Before ReplayGain      After ReplayGain
Before                          After

The Importance of Album Gain

MP3Gain can either adjust an individual song to 89db, or it can look at a whole album and bring the average down to 89db (meaning that some songs will likely be above or below this level).  Album gain is an extremely important concept because, on albums, some songs are intentionally mastered louder or softer than others, for emotional effect.  This is further important in the case of albums like Pink Floyd's Dark Side of the Moon, on which all the tracks segue (or blend) into each other as a seamless whole.  If all the songs were adjusted to the same volume level, there would be noticeable differences when the tracks would change, and this would alter the intent of the artists and distract from the music.

Levelling vs. Peak Analysis

As I have already explained, the ReplayGain standard uses algorithms that analyze the psychoacoustics of a specific song, as opposed to simply calculating an average volume level.  This is important because the way in which the brain perceives sound is not necessarily identical to the theoretical concept of it.  Peak Analysis also does not fundamentally change the intended volume differences in a song.

Most programs nowadays can perform a type of track-based volume levelling.  This essentially calculates an average and sets all tracks to this average.  The major problem with this is that changes in volume are often intended in a song, and this cancels out that effect.  Volume levelling is the standard that is used on the radio.  Each song should be played at exactly the same level, whether it is Vivaldi or Slayer.  A slow piano solo in a song should be played at a similar level as the distorted guitar solo.  Levelling also does not take account for specific mastering differences amongst tracks in an album, as I explained before.

Theories and Conclusions

Why is this happening?  My theory on the matter is related directly to the flood of cheap electronics on the market.  People don't give a rat's ass about good sound, and they don't even know it when they hear it.  As I said before, amplifiers are meant to boost volume to your level, and so it should not be ruined on the medium.  However, in the case of cheap electronics, boosting the volume level on the recording is advantageous because these electronics can probably not pump out sound that is loud enough for most people.  There would obviously be complaints that the volume is too low.  This also created a double-edged sword.  Cheap electronics often distort at high volumes to begin with, and so boosting the recording level on these makes the sound even worse.

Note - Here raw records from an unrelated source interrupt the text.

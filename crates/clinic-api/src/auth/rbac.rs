// SPDX-License-Identifier: PolyForm-Noncommercial-1.0.0
// Copyright (c) 2025 Sylvex. All rights reserved.

//! Role-Based Access Control (RBAC).
//!
//! The permission matrix maps every `(resource, action)` pair to the set of
//! roles allowed to perform it. The mapping is written as one exhaustive
//! `match` with no wildcard arm, so adding a resource or action fails to
//! compile until its row is filled in. Pairs that no role may perform map to
//! [`RoleSet::NOBODY`]; lookups for any role outside the set deny.
//!
//! | Resource               | Create      | Read          | Update        | Delete      |
//! |------------------------|-------------|---------------|---------------|-------------|
//! | doctor                 | admin       | authenticated | admin         | admin       |
//! | patient                | admin, rec. | authenticated | admin, rec.   | admin       |
//! | appointment            | admin, rec. | authenticated | authenticated | admin, rec. |
//! | medical-record         | admin, doc. | authenticated | admin, doc.   | admin       |
//! | prescription           | admin, doc. | authenticated | admin, doc.   | admin       |
//! | bill                   | admin, rec. | authenticated | admin, rec.   | admin       |
//! | room                   | admin       | authenticated | admin, rec.   | admin       |
//! | dashboard:admin        | -           | admin         | -             | -           |
//! | dashboard:doctor       | -           | doctor        | -             | -           |
//! | dashboard:receptionist | -           | receptionist  | -             | -           |
//!
//! Doctors listing appointments are additionally restricted to their own
//! rows. That restriction is a data filter applied by the handler after the
//! matrix has allowed the read; it is not part of the table.

use clinic_core::{Identity, Role};

use super::permission::{ActionKind, ResourceKind, RoleSet};

const ADMIN: RoleSet = RoleSet::of(&[Role::Admin]);
const ADMIN_RECEPTION: RoleSet = RoleSet::of(&[Role::Admin, Role::Receptionist]);
const ADMIN_DOCTOR: RoleSet = RoleSet::of(&[Role::Admin, Role::Doctor]);
const ANY: RoleSet = RoleSet::AUTHENTICATED;
const NOBODY: RoleSet = RoleSet::NOBODY;

/// The policy rule for one `(resource, action)` pair.
pub const fn rule(resource: ResourceKind, action: ActionKind) -> RoleSet {
    use ActionKind::{Create, Delete, Read, Update};
    use ResourceKind::*;

    match (resource, action) {
        (Doctor, Create) => ADMIN,
        (Doctor, Read) => ANY,
        (Doctor, Update) => ADMIN,
        (Doctor, Delete) => ADMIN,

        (Patient, Create) => ADMIN_RECEPTION,
        (Patient, Read) => ANY,
        (Patient, Update) => ADMIN_RECEPTION,
        (Patient, Delete) => ADMIN,

        (Appointment, Create) => ADMIN_RECEPTION,
        (Appointment, Read) => ANY,
        (Appointment, Update) => ANY,
        (Appointment, Delete) => ADMIN_RECEPTION,

        (MedicalRecord, Create) => ADMIN_DOCTOR,
        (MedicalRecord, Read) => ANY,
        (MedicalRecord, Update) => ADMIN_DOCTOR,
        (MedicalRecord, Delete) => ADMIN,

        (Prescription, Create) => ADMIN_DOCTOR,
        (Prescription, Read) => ANY,
        (Prescription, Update) => ADMIN_DOCTOR,
        (Prescription, Delete) => ADMIN,

        (Bill, Create) => ADMIN_RECEPTION,
        (Bill, Read) => ANY,
        (Bill, Update) => ADMIN_RECEPTION,
        (Bill, Delete) => ADMIN,

        (Room, Create) => ADMIN,
        (Room, Read) => ANY,
        (Room, Update) => ADMIN_RECEPTION,
        (Room, Delete) => ADMIN,

        (AdminDashboard, Read) => ADMIN,
        (AdminDashboard, Create | Update | Delete) => NOBODY,

        (DoctorDashboard, Read) => RoleSet::of(&[Role::Doctor]),
        (DoctorDashboard, Create | Update | Delete) => NOBODY,

        (ReceptionistDashboard, Read) => RoleSet::of(&[Role::Receptionist]),
        (ReceptionistDashboard, Create | Update | Delete) => NOBODY,
    }
}

const RESOURCES: usize = ResourceKind::ALL.len();
const ACTIONS: usize = ActionKind::ALL.len();

type Table = [[RoleSet; ACTIONS]; RESOURCES];

const fn build_table() -> Table {
    let mut table = [[NOBODY; ACTIONS]; RESOURCES];
    let mut r = 0;
    while r < RESOURCES {
        let mut a = 0;
        while a < ACTIONS {
            table[r][a] = rule(ResourceKind::ALL[r], ActionKind::ALL[a]);
            a += 1;
        }
        r += 1;
    }
    table
}

// =============================================================================
// Decision
// =============================================================================

/// Outcome of an authorization check.
#[derive(Debug, Clone, Copy, PartialEq, Eq)]
pub enum Decision {
    /// The identity may proceed.
    Allow,
    /// The identity may not proceed.
    Deny,
}

impl Decision {
    /// Returns `true` for [`Decision::Allow`].
    pub fn is_allowed(self) -> bool {
        self == Decision::Allow
    }
}

// =============================================================================
// RBAC Policy
// =============================================================================

/// The permission matrix.
///
/// Precomputed once at startup, immutable afterwards and read without
/// locking by every request. Lookups are two array indexes.
#[derive(Debug, Clone, Copy)]
pub struct RbacPolicy {
    table: Table,
}

impl RbacPolicy {
    /// Creates the clinic policy.
    pub const fn new() -> Self {
        Self {
            table: build_table(),
        }
    }

    /// The roles allowed to perform `action` on `resource`.
    pub fn allowed_roles(&self, resource: ResourceKind, action: ActionKind) -> RoleSet {
        self.table[resource.index()][action.index()]
    }

    /// Decides whether `identity` may perform `action` on `resource`.
    pub fn authorize(
        &self,
        identity: &Identity,
        resource: ResourceKind,
        action: ActionKind,
    ) -> Decision {
        if self.allowed_roles(resource, action).contains(identity.role) {
            Decision::Allow
        } else {
            Decision::Deny
        }
    }

    /// Iterates over every `(resource, action, roles)` rule.
    pub fn rules(&self) -> impl Iterator<Item = (ResourceKind, ActionKind, RoleSet)> + '_ {
        ResourceKind::ALL.into_iter().flat_map(move |resource| {
            ActionKind::ALL
                .into_iter()
                .map(move |action| (resource, action, self.allowed_roles(resource, action)))
        })
    }
}

impl Default for RbacPolicy {
    fn default() -> Self {
        Self::new()
    }
}

// =============================================================================
// Tests
// =============================================================================

#[cfg(test)]
mod tests {
    use super::*;

    fn as_role(role: Role) -> Identity {
        Identity::new(1u64, role)
    }

    #[test]
    fn test_table_matches_rule() {
        let policy = RbacPolicy::new();
        for (resource, action, roles) in policy.rules() {
            assert_eq!(roles, rule(resource, action));
        }
        assert_eq!(policy.rules().count(), 40);
    }

    #[test]
    fn test_admin_only_actions() {
        let policy = RbacPolicy::new();
        for role in [Role::Doctor, Role::Receptionist, Role::Patient] {
            assert_eq!(
                policy.authorize(&as_role(role), ResourceKind::Doctor, ActionKind::Create),
                Decision::Deny
            );
            assert_eq!(
                policy.authorize(&as_role(role), ResourceKind::Room, ActionKind::Delete),
                Decision::Deny
            );
        }
        assert!(policy
            .authorize(&as_role(Role::Admin), ResourceKind::Doctor, ActionKind::Create)
            .is_allowed());
    }

    #[test]
    fn test_room_update_includes_receptionist() {
        let policy = RbacPolicy::new();
        assert!(policy
            .authorize(&as_role(Role::Receptionist), ResourceKind::Room, ActionKind::Update)
            .is_allowed());
        assert!(!policy
            .authorize(&as_role(Role::Doctor), ResourceKind::Room, ActionKind::Update)
            .is_allowed());
    }

    #[test]
    fn test_dashboards_are_single_role() {
        let policy = RbacPolicy::new();
        let cases = [
            (ResourceKind::AdminDashboard, Role::Admin),
            (ResourceKind::DoctorDashboard, Role::Doctor),
            (ResourceKind::ReceptionistDashboard, Role::Receptionist),
        ];
        for (resource, owner) in cases {
            for role in Role::ALL {
                let decision = policy.authorize(&as_role(role), resource, ActionKind::Read);
                assert_eq!(decision.is_allowed(), role == owner, "{resource} / {role}");
            }
        }
    }

    #[test]
    fn test_unlisted_pairs_deny_everyone() {
        let policy = RbacPolicy::new();
        let dashboards = [
            ResourceKind::AdminDashboard,
            ResourceKind::DoctorDashboard,
            ResourceKind::ReceptionistDashboard,
        ];
        for resource in dashboards {
            for action in [ActionKind::Create, ActionKind::Update, ActionKind::Delete] {
                assert!(policy.allowed_roles(resource, action).is_empty());
                for role in Role::ALL {
                    assert_eq!(
                        policy.authorize(&as_role(role), resource, action),
                        Decision::Deny
                    );
                }
            }
        }
    }

    #[test]
    fn test_patient_role_reads_only() {
        let policy = RbacPolicy::new();
        let patient = as_role(Role::Patient);
        for (resource, action, _) in policy.rules() {
            let decision = policy.authorize(&patient, resource, action);
            let expected = match (resource, action) {
                (
                    ResourceKind::AdminDashboard
                    | ResourceKind::DoctorDashboard
                    | ResourceKind::ReceptionistDashboard,
                    _,
                ) => false,
                (ResourceKind::Appointment, ActionKind::Update) => true,
                (_, ActionKind::Read) => true,
                _ => false,
            };
            assert_eq!(decision.is_allowed(), expected, "{resource} {action}");
        }
    }
}
// SPDX-License-Identifier: PolyForm-Noncommercial-1.0.0
// Copyright (c) 2025 Sylvex. All rights reserved.

//! Prescription handlers.

use axum::{extract::State, response::IntoResponse, Json};
use chrono::Utc;

use clinic_core::{CoreError, Entity, Prescription, PrescriptionId, PrescriptionInput};

use super::ensure_referenced;
use super::medical_records::ClinicalFilter;
use crate::error::ApiResult;
use crate::extractors::{IdPath, JsonBody, QueryParams};
use crate::response::{Created, MessageResponse};
use crate::state::AppState;

/// GET /api/prescriptions
///
/// Latest date first.
pub async fn list_prescriptions(
    State(state): State<AppState>,
    QueryParams(filter): QueryParams<ClinicalFilter>,
) -> ApiResult<Json<Vec<Prescription>>> {
    let mut prescriptions = state
        .store
        .prescriptions
        .list(&|p: &Prescription| filter.accepts(p.patient_id, p.doctor_id))
        .await?;
    prescriptions.sort_by(|a, b| b.date.cmp(&a.date));
    Ok(Json(prescriptions))
}

/// GET /api/prescriptions/{id}
pub async fn get_prescription(
    State(state): State<AppState>,
    IdPath(id): IdPath<PrescriptionId>,
) -> ApiResult<Json<Prescription>> {
    Ok(Json(state.store.prescriptions.require(id).await?))
}

/// POST /api/prescriptions
pub async fn create_prescription(
    State(state): State<AppState>,
    JsonBody(input): JsonBody<PrescriptionInput>,
) -> ApiResult<impl IntoResponse> {
    input.validate()?;
    ensure_referenced(state.store.patients.as_ref(), input.patient_id).await?;
    ensure_referenced(state.store.doctors.as_ref(), input.doctor_id).await?;

    let prescription = state
        .store
        .prescriptions
        .insert(Prescription::from_input(input, Utc::now()))
        .await?;

    tracing::info!(prescription_id = %prescription.id, "Prescription created");
    Ok(Created(prescription))
}

/// PUT /api/prescriptions/{id}
pub async fn update_prescription(
    State(state): State<AppState>,
    IdPath(id): IdPath<PrescriptionId>,
    JsonBody(input): JsonBody<PrescriptionInput>,
) -> ApiResult<Json<Prescription>> {
    let mut prescription = state.store.prescriptions.require(id).await?;
    input.validate()?;
    ensure_referenced(state.store.patients.as_ref(), input.patient_id).await?;
    ensure_referenced(state.store.doctors.as_ref(), input.doctor_id).await?;

    prescription.apply(input, Utc::now());
    Ok(Json(state.store.prescriptions.update(prescription).await?))
}

/// DELETE /api/prescriptions/{id}
pub async fn delete_prescription(
    State(state): State<AppState>,
    IdPath(id): IdPath<PrescriptionId>,
) -> ApiResult<MessageResponse> {
    if !state.store.prescriptions.delete(id).await? {
        return Err(CoreError::not_found(Prescription::KIND, id).into());
    }
    Ok(MessageResponse::deleted(Prescription::KIND))
}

The music is perceived as "better" by those people who have music systems incapable of producing the full frequency range at a relatively even sound pressure level.  Portable music players like the iPod are also guilty.  The same people who think the included 50¢ earbuds are "great" are also the ones who love to play their music as loud as they possibly can.  Being a portable device, the iPod can't produce the loudest volume out there, in order to conserve battery power and for other reasons that I won't get in to.  Seemingly, a solution to this is to boost the gain level during mastering, so that the amp is not working any harder, but people get that loud sound that they want, and they can even push it higher.

There doesn't appear to be an end in sight to this madness, and I suppose the record companies think they are just giving people what they want.  I believe, however, that if people were more sensitized to this issue, that there might be an urge to bring that volume back down again.  It's only a matter or releasing more and more poorly mastered albums before people start wondering why they sound so horrible.  As an example of this, my mom bought the new (horrible) INXS album.  To my dad's awe, the bass is so ridiculously overblown and distorted that it is almost unlistenable at any length.  Out of curiosity, I analyzed the gain values of the album and, sure enough, a huge percentage of the frequencies are completely clipped off.  The frequencies around 60hz, in particular, are just clipping non-stop.  As sad as it may seem, it will take more of this crap to get people to wake up so that we can enjoy good audio again!  On that note, I'm going to pop in Crime of the Century in order to really go back to what great mastering sounds like.